GENEVA (AP) — Israeli diamond magnate Beny Steinmetz is back in a Geneva court on Monday to appeal his conviction on charges of corrupting foreign public officials and forging documents, a case linked to his company’s bid to scoop up the rich iron ore resources in the West African country of Guinea.
The man considered by some to be Israel’s richest man was sentenced to five years in prison and ordered to pay a fine of 50 million Swiss francs ($51.5 million) in a lower court ruling in January 2021. Two other defendants received lesser sentences.
The case centered on alleged payments of millions to a former wife of Guinea’s late president, Lansana Conte, and exposed the shadowy and complicated world of deal-making and intense competition in the lucrative mining business.
The appeal is expected to be concluded
Steinmetz will be without top Geneva lawyer Marc Bonnant, who is no longer representing the billionaire. The lawyer had previously argued that Steinmetz had not given “a single dollar” to any official in the Guinean regime under Conte.
Supporters of the Israeli tycoon insist the lower court did not fully understand the facts of the case and believe the court wanted to set an example that Switzerland — which has had a reputation over the years for secretive financial dealings — can ask financial kings when necessary.
After the verdict, Swiss transparency group Public Eye hailed a “landmark decision” that showed the court could see through an “elegant” legal defence.
Steinmetz, 66, denied the charges and was released pending an appeal.
The Geneva prosecutor’s office alleged that Steinmetz, a former Geneva resident, and the two other defendants were involved in corrupting foreign officials and falsifying documents to hide the payment of bribes from authorities and banks. Some of the funds allegedly passed through Switzerland – and the case has been investigated in Europe, Africa and the United States.
The plot, which dates back to the mid-2000s, involved Steinmetz’s BSGR Group poaching a rival for mining rights to huge iron ore deposits in Guinea’s southeastern Simandou region.
The prosecutor’s office said Steinmetz, starting in 2005, drew up a corruption pact with Conte, who ruled the West African country from 1984 until his death in 2008, and his fourth wife, Mamadi Toure, that involved the nearly $10 million payout.

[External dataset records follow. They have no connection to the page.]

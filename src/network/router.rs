//! Event Router
//!
//! Single owner of the matchmaking queue, the session registry and the
//! client table. Connection tasks feed it [`RouterEvent`]s over one
//! channel; it applies them strictly one at a time, which is what keeps
//! "pair on second arrival" and "first winning guess wins" race-free
//! without locks.
//!
//! Outbound messages are `try_send`s on each client's bounded channel. A
//! slow or dead client loses messages; it never stalls the router.
//!
//! Every failure ends here: the sender gets an `error` (or `join_error`)
//! frame and nothing else changes.

use std::collections::BTreeMap;
use std::sync::Arc;
use std::time::{Duration, Instant};

use thiserror::Error;
use tokio::runtime::{Handle, RuntimeFlavor};
use tokio::sync::mpsc;
use tokio::task::block_in_place;
use tokio::time::{interval, MissedTickBehavior};
use tracing::{debug, error, info, instrument, warn};

use crate::game::state::{GameError, GuessOutcome, InvalidSlot, SecretOutcome, Slot};
use crate::network::matchmaking::{MatchQueue, QueueEntry, QueueOutcome};
use crate::network::protocol::{ClientMessage, ErrorCode, ServerMessage, StatsView};
use crate::network::session::{short_id, SessionError, SessionId, SessionRegistry};
use crate::network::ConnectionId;
use crate::stats::{StatsStore, StoreError};

/// Router configuration.
#[derive(Debug, Clone)]
pub struct RouterConfig {
    /// Longest accepted display name, in characters.
    pub max_name_len: usize,
    /// Upper bound on leaderboard size.
    pub leaderboard_limit: usize,
    /// Drop queue entries older than this. `None` waits forever.
    pub queue_timeout: Option<Duration>,
    /// How often queue expiry runs.
    pub sweep_interval: Duration,
}

impl Default for RouterConfig {
    fn default() -> Self {
        Self {
            max_name_len: 32,
            leaderboard_limit: crate::DEFAULT_LEADERBOARD_LIMIT,
            queue_timeout: None,
            sweep_interval: Duration::from_secs(1),
        }
    }
}

/// Input to the router.
#[derive(Debug)]
pub enum RouterEvent {
    /// A transport connection opened.
    Connected {
        /// Handle assigned by the transport.
        conn: ConnectionId,
        /// Outbound channel for this connection.
        sender: mpsc::Sender<ServerMessage>,
    },
    /// A decoded client message.
    Message {
        /// Sender.
        conn: ConnectionId,
        /// Payload.
        msg: ClientMessage,
    },
    /// The connection closed. Delivered exactly once per connection.
    Disconnected {
        /// Closed connection.
        conn: ConnectionId,
    },
}

impl RouterEvent {
    /// Whether handling this event may call the stats store.
    fn touches_store(&self) -> bool {
        matches!(
            self,
            RouterEvent::Message {
                msg: ClientMessage::Join { .. }
                    | ClientMessage::SubmitGuess { .. }
                    | ClientMessage::Leaderboard { .. }
                    | ClientMessage::Stats { .. },
                ..
            }
        )
    }
}

/// Error class, for logging and the wire code.
#[derive(Debug, Clone, Copy, PartialEq, Eq)]
pub enum ErrorKind {
    /// Malformed payload.
    Validation,
    /// Right payload, wrong moment.
    Protocol,
    /// Stale reference.
    NotFound,
    /// Backend failure.
    Resource,
}

/// Why an inbound event was rejected.
#[derive(Debug, Error)]
pub enum RouterError {
    /// Display name empty or too long.
    #[error("{0}")]
    InvalidName(String),

    /// Slot number not 1 or 2.
    #[error(transparent)]
    InvalidSlot(#[from] InvalidSlot),

    /// Rejected by the game state machine.
    #[error(transparent)]
    Game(#[from] GameError),

    /// Event needs a joined connection.
    #[error("join first")]
    NotJoined,

    /// Connection already joined.
    #[error("already joined")]
    AlreadyJoined,

    /// Matchmaking requested while seated in an unfinished game.
    #[error("already in a game")]
    InActiveSession,

    /// Payload names the opponent's slot.
    #[error("you are player {}, not player {}", .actual.number(), .claimed.number())]
    SlotMismatch {
        /// Slot in the payload.
        claimed: Slot,
        /// Sender's real slot.
        actual: Slot,
    },

    /// Session lookup failed.
    #[error(transparent)]
    Session(#[from] SessionError),

    /// No statistics for that name.
    #[error("no statistics for {0}")]
    PlayerNotFound(String),

    /// Statistics backend failed.
    #[error("stats store failure: {0}")]
    Store(#[from] StoreError),
}

impl RouterError {
    /// Error class.
    pub fn kind(&self) -> ErrorKind {
        match self {
            RouterError::InvalidName(_) | RouterError::InvalidSlot(_) => ErrorKind::Validation,
            RouterError::Game(GameError::InvalidCode(_)) => ErrorKind::Validation,
            RouterError::Game(_)
            | RouterError::NotJoined
            | RouterError::AlreadyJoined
            | RouterError::InActiveSession
            | RouterError::SlotMismatch { .. }
            | RouterError::Session(SessionError::NotInSession) => ErrorKind::Protocol,
            RouterError::Session(SessionError::NotFound) | RouterError::PlayerNotFound(_) => {
                ErrorKind::NotFound
            }
            RouterError::Store(_) => ErrorKind::Resource,
        }
    }

    /// Wire error code.
    pub fn code(&self) -> ErrorCode {
        match self {
            RouterError::InvalidName(_) | RouterError::InvalidSlot(_) => ErrorCode::InvalidInput,
            RouterError::Game(GameError::InvalidCode(_)) => ErrorCode::InvalidInput,
            RouterError::Game(GameError::OutOfTurn { .. }) => ErrorCode::NotYourTurn,
            RouterError::Game(_) | RouterError::SlotMismatch { .. } => ErrorCode::ProtocolViolation,
            RouterError::NotJoined => ErrorCode::NotJoined,
            RouterError::AlreadyJoined => ErrorCode::AlreadyJoined,
            RouterError::InActiveSession => ErrorCode::AlreadyInMatch,
            RouterError::Session(SessionError::NotInSession) => ErrorCode::NotInMatch,
            RouterError::Session(SessionError::NotFound) => ErrorCode::MatchNotFound,
            RouterError::PlayerNotFound(_) => ErrorCode::PlayerNotFound,
            RouterError::Store(_) => ErrorCode::InternalError,
        }
    }

    /// Text shown to the client. Backend details stay in the logs.
    pub fn client_message(&self) -> String {
        match self.kind() {
            ErrorKind::Resource => "internal server error".to_string(),
            _ => self.to_string(),
        }
    }
}

/// Connected client state.
struct ConnectedClient {
    /// Display name (after join).
    username: Option<String>,
    /// Message sender.
    sender: mpsc::Sender<ServerMessage>,
}

/// The event router.
pub struct Router {
    config: RouterConfig,
    clients: BTreeMap<ConnectionId, ConnectedClient>,
    queue: MatchQueue,
    sessions: SessionRegistry,
    stats: Arc<dyn StatsStore>,
    /// Finished games whose stats write failed: (winner, loser).
    unreconciled: Vec<(String, String)>,
}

He has been cooperating with prosecutors in the United States in connection with the case.
In its court filing, the prosecution said BSGR won exploration and exploitation licenses in Guinea between 2006 and 2010 in the Simandou area, while its rival — Anglo-Australian mining giant Rio Tinto — was stripped of mining rights at two sites it held. are held in the area.
Steinmetz’s defense team says a mountain range in the region contains some of the world’s largest untapped deposits of iron ore, and the unrest has squelched any hope of harvesting them – and offers a potential windfall for a poor country. They say BSGR was the first company to study the feasibility of mining iron ore in the area.